YOUR TASK
Keyword search on "type": report each line of the records that contains it.

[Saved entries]
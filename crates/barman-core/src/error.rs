//! The top-level error type every CLI command returns.
//!
//! Composes `barman_catalog`/`barman_utils`'s [`BarmanError`] with the
//! config- and hook-layer failures that only exist above the catalog,
//! the same way the teacher's HTTP layer composes heterogeneous failures
//! into one `ApiError` at its boundary — here the boundary is the CLI
//! exit code instead of an HTTP status.

use barman_utils::BarmanError;

#[derive(Debug, thiserror::Error)]
pub enum Error {
    #[error(transparent)]
    Catalog(#[from] BarmanError),

    #[error("configuration error: {0}")]
    Config(String),

    #[error("hook {script:?} requested abort-stop")]
    HookAbortStop { script: String },

    #[error(transparent)]
    Io(#[from] std::io::Error),
}

impl Error {
    pub fn kind_tag(&self) -> &'static str {
        match self {
            Error::Catalog(e) => e.kind_tag(),
            Error::Config(_) => "ConfigError",
            Error::HookAbortStop { .. } => "HookAbortStop",
            Error::Io(_) => "FatalInternal",
        }
    }
}

pub type Result<T> = std::result::Result<T, Error>;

EXERCISE RESULT
//! The top-level error type every CLI command returns.
pub type Result<T> = std::result::Result<T, Error>;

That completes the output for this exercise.